Major General Pranoto Reksosamodra (16 April 1923 - 9 June 1992) was an Indonesian Army general who was briefly army chief of staff and was detained for 15 years without trial for alleged involvement in the 30 September Movement coup attempt.

==Early life and military career==
Pranoto was born in Bagelen, Purworejo, Central Java, the ninth of ten children. He completed his elementary education in 1937 and studied at the Muhammadiyah Dutch middle school in Yogyakarta until 1940. He then studied to be a teacher, graduating in 1943, after which he decided to join the PETA militia, which had been established by the Japanese forces then occupying the Dutch East Indies. During his training, he met and became a close friend of fellow cadet future Indonesian president Suharto. He moved up through the ranks, and fought in the Indonesian War of Independence. He graduated from the Indonesian Army Commando Staff School in 1957, and occupied a number of posts, including commander of the Diponegoro Area Military Command from 1959–1961, replacing Suharto, who Pranoto had reported to Army headquarters for his business activities. From 1962 to 1965 he was third assistant to the Minister/Commander of the Army, Ahmad Yani. with the rank of major general.

==End of military career==
On the night of 30 September 1965, a group calling itself the 30 September Movement attempted to arrest a number of senior army generals, including Minister/Commander of the Army Ahmad Yani, who was killed when he refused to accompany the soldiers who came to his house to detain him. The following day, while troops loyal to the movement were still in control of Central Jakarta, President Sukarno went to Halim Air force Base, which the group was using as its headquarters, although he claimed that this was so he could be near an aircraft if he needed to escape. There he was informed of the kidnappings of the generals by Brig. Gen Supardjo, one of the movement's leaders. After hearing from another general, Subur, that Yani might have been killed, and following discussions with Supardjo, at around 4pm, Sukarno decided to appoint Pranoto as caretaker army commander, possibly because of his seniority and his sympathies for Sukarno's political philosophy of Nasakom, nationalism, religion and communism. Pranoto was also acceptable to the Communist Party of Indonesia, who would later be blamed for the coup attempt. However, Maj. Gen. Suharto, commander of Kostrad, the army strategic reserve had driven to Kostrad HQ in central Jakarta and after learning of the disappearance of Yani, decided to take charge of the army. He subsequently persuaded the 30 September Movement troops occupying the square in front of Kostrad HQ to withdraw. Pranoto was also in the building, and when Sukarno's adjutant arrived to summon Pranaoto to Halim, refused to let him go and did not broadcast news of Pranoto's appointment, as ordered. Instead, Suharto announced that he had taken command of the army.

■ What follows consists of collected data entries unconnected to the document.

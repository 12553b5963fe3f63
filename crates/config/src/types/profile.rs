//! Profile file types.
//!
//! A profile file is a JSON document mapping profile names to partial
//! connection settings:
//!
//! ```json
//! { "profiles": { "prod": { "hostname": "zenoss.example.com", "api_key": "..." } } }
//! ```

use secrecy::SecretString;
use serde::{Deserialize, Serialize};
use std::collections::BTreeMap;
use std::path::Path;

use crate::loader::ConfigError;

/// Module for serializing optional SecretString values as strings.
mod opt_secret_string {
    use secrecy::{ExposeSecret, SecretString};
    use serde::{Deserialize, Deserializer, Serialize, Serializer};

    pub fn serialize<S>(secret: &Option<SecretString>, serializer: S) -> Result<S::Ok, S::Error>
    where
        S: Serializer,
    {
        secret
            .as_ref()
            .map(|s| s.expose_secret().to_string())
            .serialize(serializer)
    }

    pub fn deserialize<'de, D>(deserializer: D) -> Result<Option<SecretString>, D::Error>
    where
        D: Deserializer<'de>,
    {
        let s = Option::<String>::deserialize(deserializer)?;
        Ok(s.map(|s| SecretString::new(s.into())))
    }
}

/// Settings stored for a single named profile. Every field is optional;
/// environment variables and CLI flags fill in or override the rest.
#[derive(Debug, Clone, Default, Serialize, Deserialize)]
pub struct ProfileConfig {
    #[serde(default, skip_serializing_if = "Option::is_none")]
    pub hostname: Option<String>,
    #[serde(
        default,
        with = "opt_secret_string",
        skip_serializing_if = "Option::is_none"
    )]
    pub api_key: Option<SecretString>,
    #[serde(default, skip_serializing_if = "Option::is_none")]
    pub username: Option<String>,
    #[serde(
        default,
        with = "opt_secret_string",
        skip_serializing_if = "Option::is_none"
    )]
    pub password: Option<SecretString>,
    #[serde(default, skip_serializing_if = "Option::is_none")]
    pub timeout_seconds: Option<u64>,
}

/// On-disk profile file.
#[derive(Debug, Clone, Default, Serialize, Deserialize)]
pub struct ProfileFile {
    #[serde(default)]
    pub profiles: BTreeMap<String, ProfileConfig>,
}

impl ProfileFile {
    /// Read and parse a profile file.
    pub fn load(path: &Path) -> Result<Self, ConfigError> {
        let content =
            std::fs::read_to_string(path).map_err(|source| ConfigError::ConfigFileRead {
                path: path.to_path_buf(),
                source,
            })?;
        serde_json::from_str(&content).map_err(|source| ConfigError::ConfigFileParse {
            path: path.to_path_buf(),
            source,
        })
    }

    pub fn profile(&self, name: &str) -> Option<&ProfileConfig> {
        self.profiles.get(name)
    }
}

Following the failure of the 30 September Movement, on 2 October, Sukarno, Suharto, Pranoto and Gen. Mursjid had a meeting at the Bogor Palace. This ended with a compromise. As Pranoto's appointment was unacceptable to Suharto and Armed Forces Chief of Staff, General Abdul Haris Nasution, Sukarno would formally command the army, Pranoto would carry out the "daily tasks" of the commander and Suharto would be responsible for the "restoration of security and order". However, Suharto behaved as de facto army commander, and under pressure from him and Nasution, on 16 October Sukarno conceded and formally appointed Suharto as minister/commander of the army.

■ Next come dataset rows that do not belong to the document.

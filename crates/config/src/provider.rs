//! Key-value configuration lookup injected into the client.
//!
//! Responsibilities:
//! - Define the [`ConfigProvider`] trait the session builder reads through.
//! - Provide implementations for plain maps (tests, embedding) and the loaded [`Config`].
//!
//! Does NOT handle:
//! - Deciding which credential mode wins (see [`Credential::from_provider`]).
//! - Loading values from files or the environment (see `loader`).
//!
//! Invariants:
//! - Empty or whitespace-only values are reported as absent.
//!
//! [`Credential::from_provider`]: crate::types::Credential::from_provider

use secrecy::ExposeSecret;
use std::collections::{BTreeMap, HashMap};

use crate::constants::{KEY_API_KEY, KEY_HOSTNAME, KEY_PASSWORD, KEY_USERNAME};
use crate::types::{Config, Credential};

/// Source of configuration values, looked up by key.
///
/// Keys consumed by the client are `hostname`, `api_key`, `username` and
/// `password` (see [`crate::constants`]).
pub trait ConfigProvider: Send + Sync {
    /// Return the raw value stored under `key`, if any.
    fn lookup(&self, key: &str) -> Option<String>;

    /// Return the trimmed value under `key`, treating blank values as unset.
    fn option(&self, key: &str) -> Option<String> {
        self.lookup(key).and_then(|value| {
            let trimmed = value.trim();
            if trimmed.is_empty() {
                None
            } else {
                Some(trimmed.to_string())
            }
        })
    }
}

impl ConfigProvider for HashMap<String, String> {
    fn lookup(&self, key: &str) -> Option<String> {
        self.get(key).cloned()
    }
}

impl ConfigProvider for BTreeMap<String, String> {
    fn lookup(&self, key: &str) -> Option<String> {
        self.get(key).cloned()
    }
}

impl ConfigProvider for Config {
    fn lookup(&self, key: &str) -> Option<String> {
        match (key, &self.credential) {
            (KEY_HOSTNAME, _) => Some(self.connection.hostname.clone()),
            (KEY_API_KEY, Credential::ApiKey(api_key)) => {
                Some(api_key.expose_secret().to_string())
            }
            (KEY_USERNAME, Credential::UserPass { username, .. }) => Some(username.clone()),
            (KEY_PASSWORD, Credential::UserPass { password, .. }) => {
                Some(password.expose_secret().to_string())
            }
            _ => None,
        }
    }
}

==Imprisonment and death==
Pranoto was accused of involvement in the 30 September Movement, and on 16 February 1966, he was detained on the orders of Suharto, who had never forgiven him for the "betrayal" of the report to Army HQ. He was never tried, and remained in custody for 15 years, finally being released on 16 February 1981. He died on 9 June 1992 and was buried in the Tanah Kusir public cemetery, South Jakarta.